Acting like an optical lens on a beam of light, the magnets will curve the beam envelope and eventually focus it to a small transverse size in a given plane. At the ILC, high order chromatic and geometrical aberrations must be corrected. At ATF2, and therefore also at the ILC, most of the correction is done locally, near the final doublet, right where the main aberrations are produced. This is new and unconventional but will help reduce the size of the correction system and, most of all, it allows the system to scale with energy, enabling to extrapolate its key features from ATF2 (where the beam energy is 1.3 GeV) to ILC. At LAL, a team led by Philip Bambade will study these corrections, evaluating new constraints which were not considered during the designing phase, in close collaboration with other scientists at KEK, CERN, SLAC and in the UK. The resulting know-how which will be developed is expected to be directly applicable to ILC, given the high degree of similarity with ATF2. They will also help qualifying the properties of the beam injected into ATF2, and make sure that the instrumentation planned there – beam position monitors and laser wires – is adequate (see also 26 January 2006 and 24 August 2006 issues of NewsLine).

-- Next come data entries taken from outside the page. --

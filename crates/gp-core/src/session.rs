use serde::Serialize;
use uuid::Uuid;

use crate::column::ColumnSet;
use crate::config::GridConfig;
use crate::error::Result;
use crate::event::{Diagnostics, Event};
use crate::hasher::Token;
use crate::log::EventLog;
use crate::position::Position;
use crate::view::{StateView, replay, replay_focus};

/// All state for one viewing session, passed explicitly to every
/// operation: the fixed geometry, the paths built from it, the event
/// timeline and the latest diagnostics.
#[derive(Clone, Debug)]
pub struct Session {
    pub id: Uuid,
    config: GridConfig,
    tokens: Vec<Token>,
    columns: ColumnSet,
    seed_positions: Vec<Position>,
    log: EventLog,
    diagnostics: Diagnostics,
}

/// Counters for status output.
#[derive(Clone, Debug, PartialEq, Eq, Serialize)]
pub struct SessionStats {
    pub columns: usize,
    pub tokens: usize,
    pub events: usize,
    pub focus: Option<usize>,
    pub pinned: bool,
    pub last_step: Option<u64>,
}

impl Session {
    pub fn new(config: GridConfig, tokens: Vec<Token>) -> Result<Self> {
        Self::with_id(Uuid::new_v4(), config, tokens)
    }

    pub fn with_id(id: Uuid, config: GridConfig, tokens: Vec<Token>) -> Result<Self> {
        let columns = ColumnSet::build(&config, &tokens)?;
        let seed_positions = config.seed_positions();
        Ok(Self {
            id,
            config,
            tokens,
            columns,
            seed_positions,
            log: EventLog::new(),
            diagnostics: Diagnostics::default(),
        })
    }

    pub fn config(&self) -> &GridConfig {
        &self.config
    }

    pub fn tokens(&self) -> &[Token] {
        &self.tokens
    }

    pub fn columns(&self) -> &ColumnSet {
        &self.columns
    }

    pub fn log(&self) -> &EventLog {
        &self.log
    }

    pub fn diagnostics(&self) -> &Diagnostics {
        &self.diagnostics
    }

    pub fn seed_positions(&self) -> &[Position] {
        &self.seed_positions
    }

    /// `event` exactly as [`Session::append`] would commit it, with its
    /// locations wrapped onto this grid. Fails on an out-of-order step;
    /// never mutates, so callers can journal the result before appending.
    pub fn prepare(&self, mut event: Event) -> Result<Event> {
        self.log.check_next(event.step)?;
        let grid_size = self.config.grid_size;
        for loc in &mut event.locations {
            *loc = loc.normalized(grid_size);
        }
        Ok(event)
    }

    /// Append an event, wrapping its locations onto this grid.
    pub fn append(&mut self, event: Event) -> Result<()> {
        let event = self.prepare(event)?;
        self.log.append(event)
    }

    pub fn set_focus(&mut self, index: usize) -> Result<()> {
        self.log.set_focus(index)
    }

    pub fn follow_latest(&mut self) {
        self.log.follow_latest();
    }

    /// Clear the timeline and diagnostics. Paths are kept.
    pub fn reset(&mut self) {
        self.log.reset();
        self.diagnostics = Diagnostics::default();
    }

    /// Replace the backend-supplied diagnostics wholesale.
    pub fn set_diagnostics(&mut self, mut diagnostics: Diagnostics) {
        let grid_size = self.config.grid_size;
        for c in &mut diagnostics.candidates {
            c.location = c.location.normalized(grid_size);
        }
        for p in &mut diagnostics.column_positions {
            *p = p.normalized(grid_size);
        }
        self.diagnostics = diagnostics;
    }

    /// The view at the current focus (seed fallback when the log is empty).
    pub fn view(&self) -> StateView {
        replay_focus(&self.log, &self.seed_positions, &self.diagnostics)
    }

    pub fn view_at(&self, index: usize) -> Result<StateView> {
        replay(&self.log, index, &self.seed_positions, &self.diagnostics)
    }

    /// Swap in new geometry. Every path is rebuilt from scratch and the
    /// timeline is cleared; on error nothing changes.
    pub fn reconfigure(&mut self, config: GridConfig) -> Result<()> {
        let columns = ColumnSet::build(&config, &self.tokens)?;
        tracing::info!(
            grid_size = config.grid_size,
            columns = config.columns.len(),
            "session reconfigured"
        );
        self.seed_positions = config.seed_positions();
        self.columns = columns;
        self.config = config;
        self.reset();
        Ok(())
    }

    pub fn stats(&self) -> SessionStats {
        SessionStats {
            columns: self.columns.len(),
            tokens: self.tokens.len(),
            events: self.log.len(),
            focus: self.log.focus(),
            pinned: self.log.is_pinned(),
            last_step: self.log.last_step(),
        }
    }
}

Another ATF2 R&D involves adequate using, developing and optimising the possibilities of GEANT4, the widely used simulation toolkit in particle physics. The goal is to simulate the production and propagation of secondary particles from beam losses on collimators and elsewhere in the beam line, which can produce backgrounds in several of the sensitive instruments used to measure the beam. At LLR, Marc Verderi and his team, together with LAL and Royal Holloway, University of London (RHUL), will participate in the development of an adaptative simulation programme, which will give more weight to some prominent and important configurations. These studies will be of great importance once a full simulation of the whole 100-metre beam line of ATF2 line will be implemented, in order to reduce the computing time. "If implementing such 'event biasing' methods at ATF2 can be shown to produce reliable results, it will surely be quite useful at the ILC where the beam lines are much longer and where predicting secondary particle production accurately is even more challenging statistically," said Bambade. "This could end up saving an enormous amount of computing time."